Left wing and centrist politicians reminded voters that when Ms Le Pen’s father co-founded the party – originally named Front National – in 1972, its ranks included former members of a Waffen SS military unit under Nazi command during the Second World War.
However, president Macronhas previously cautioned against this approach.
When Élisabeth Borne, his former prime minister and the daughter of a Holocaust survivor, told a radio station in 2023 that Ms Le Pen’s party were heirs of Pétain he warned that “history and morality” were no longer effective in countering its apparently inexorable rise.
“You will never make millions of people who have voted for the ‘far Right’ believe they are fascists,” Mr Macron reportedly told ministers, suggesting that gunning for its policies, not its past was the best way to bring it down.
That past is undoubtedly racist and anti-Semitic. Mr Le Pen, a former paratrooper who had served in Algeria, once founded a company that sold recordings of Nazi speeches and German military songs.
In 1987, he famously dubbed the Holocaust a “mere detail” of the Second World War and was subsequently convicted of hate speech and contesting crimes against humanity.
‘Unabashed racist’
An unabashed racist, in 1996, he said he believed in the “inequality of the races” and that ebola was a blessing for Africa as it would end in fewer migrants coming to Europe.
When, in 2002, he shocked France by making the second round of the presidential election, it sparked mass street demonstrations. His rival, Jacques Chirac, won with more than 82 per cent of the vote.
When Ms Le Pen, Jean-Marie Le Pen’s youngest daughter, took over the anti-immigration party in 2011, she ousted many of its most extreme elements and toned down its language, framing it as a governing rather than protest party.
She then ousted her father from the party, saying his outbursts were “political suicide”.
In 2018, she changed the party’s name to National Rally and took a case to France’s highest administrative court, the Council of State, arguing that it should no longer be labelled “far-Right” by the interior ministry. The case was dismissed and France officially classifies the party as far-Right.
However, heated debate erupted during this campaign over whether the term was still appropriate.
David Pujadas, a well-known anchorman on rolling news channel LCI said he thought it wasn’t.
“Studying the far Right in Europe, I saw what Geert Wilders was proposing in the Netherlands, what the AfD was proposing in Germany... And I saw the gulf that separated these parties from the RN,” he told Le Quotidien. “So here, it’s the far Right and elsewhere it’s the far far Right? That’s why I changed.”
In that case, ex-Trotskyist Jean-Luc Mélenchon and his France Unbowed party should be dubbed “far Left” said RMC colleague Apolline de Malherbe even if the Council of State does not use that term for that party.
Perhaps Ms Le Pen’s main weapon in her detoxification drive is Jordan Bardella, the 28-year-old party leader who hopes to become France’s next prime minister after the run-off on Sunday.

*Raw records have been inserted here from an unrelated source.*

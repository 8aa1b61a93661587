// API client module: contains a small blocking HTTP client that talks to
// the backend's REST API. It is intentionally small and synchronous; the
// seeding sequence issues one call at a time.

use anyhow::{Context, Result};
use reqwest::blocking::Client;
use reqwest::StatusCode;

/// Outcome of one HTTP call that reached the backend. Carries the status
/// and the body read as text so callers can decide how to interpret a
/// rejection. Network-level failures never produce a `CallOutcome`; they
/// surface as `Err` from [`ApiClient::post`].
#[derive(Debug)]
pub struct CallOutcome {
    pub status: StatusCode,
    pub body: String,
}

impl CallOutcome {
    pub fn succeeded(&self) -> bool {
        self.status.is_success()
    }
}

/// Simple API client that holds a reqwest blocking client and the base URL
/// of the backend instance.
#[derive(Clone)]
pub struct ApiClient {
    client: Client,
    base_url: String,
}

impl ApiClient {
    /// Create a client for the given base URL (e.g. `http://localhost:8090`).
    pub fn new(base_url: &str) -> Result<Self> {
        let client = Client::builder()
            .build()
            .context("Failed to build HTTP client")?;
        Ok(ApiClient {
            client,
            base_url: base_url.trim_end_matches('/').to_string(),
        })
    }

    /// POST a JSON body to `path` (joined onto the base URL) and read the
    /// response body as text regardless of status. Returns `Err` only for
    /// failures below the HTTP layer (connect, send, body read).
    pub fn post(&self, path: &str, body: &serde_json::Value) -> Result<CallOutcome> {
        let url = format!("{}{}", &self.base_url, path);
        let res = self.client.post(&url)
            .json(body)
            .send()
            .with_context(|| format!("Failed to send request to {}", url))?;
        let status = res.status();
        let body = res.text()
            .with_context(|| format!("Failed to read response body from {}", url))?;
        Ok(CallOutcome { status, body })
    }
}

With his Colgate smile, ideal son-in-law good looks and taste for TikTok and selfies, Mr Bardella has brought in a new generation of supporters with a consensual image.
However, both he and Ms Le Pen have kept the party’s essential doctrine, namely “national preference”, and which she has rechristened “national priority”. In other words, French citizens should be given priority over non-nationals for jobs, social welfare assistance and housing.
Rights groups and constitutionalists say the doctrine is discriminatory and anti-constitutional.
A key plank of its manifesto is to end birthright citizenship, namely the right for children born to foreign parents on French soil, who are raised and schooled in France, to later claim French nationality.
But experts point out that eliminating birthright citizenship could encounter constitutional hurdles.
His party also shocked many during the campaign by expressing its intention to ban dual nationals from taking up sensitive posts, which would have barred a former education minister and various diplomats from keeping their jobs. France has three million dual nationals and the mooted measure caused uproar.
The party has also kept its long-running hard line on law and order, arguing that crime is linked to immigration. Ms Le Pen wants to introduce a presumption of “legitimate defence” for police officers firing weapons.
De-demonising the party
Mr Bardella has pledged to fight a “cultural battle” against Islamism, to demand a €2 billion (£1.7 billion) rebate from the European Union, drastically reduce legal and illegal immigration and deport foreign criminals if he leads the government.
Speaking to the Telegraph recently, he said: “We’ve been de-demonising the party for 10 years. Now I want to institutionalise it.”
That he said had been done by the 88 MPs from his party forming the largest single-party opposition force in the previous parliament. In what has been dubbed “the tie strategy”, they were ordered to look the part and avoid any controversial rhetoric to show they were ready to take the levers of power.
“We’ve changed dimension. We are the most serious group in the National Assembly,” he claimed. Meanwhile, the national cursor had moved to the Right on most of the issues it had been defending for years.
By contrast with the RN, the Left has wreaked chaos in parliament, flouting basic rules by, for example, brandishing Palestinian flags in the National Assembly and blocking debates.
But economically, the RN is, if anything, far-Left, proposing to cut the retirement age to 60 for some, slash VAT on energy prices and block the price of essential goods, even if it toned down some of these during the campaign to avoid scaring the markets.
National Rally expert Jean-Yves Camus said that it resembled other European “illiberal” parties found in Hungary with Victor Orban or in Poland’s Law and Justice party that “undermine the system of checks and balances that is characteristic of democracy”. It is also historically pro-Putin, seen as a strong hand who defends traditional values and Christian roots, but has rowed back since the Ukraine war.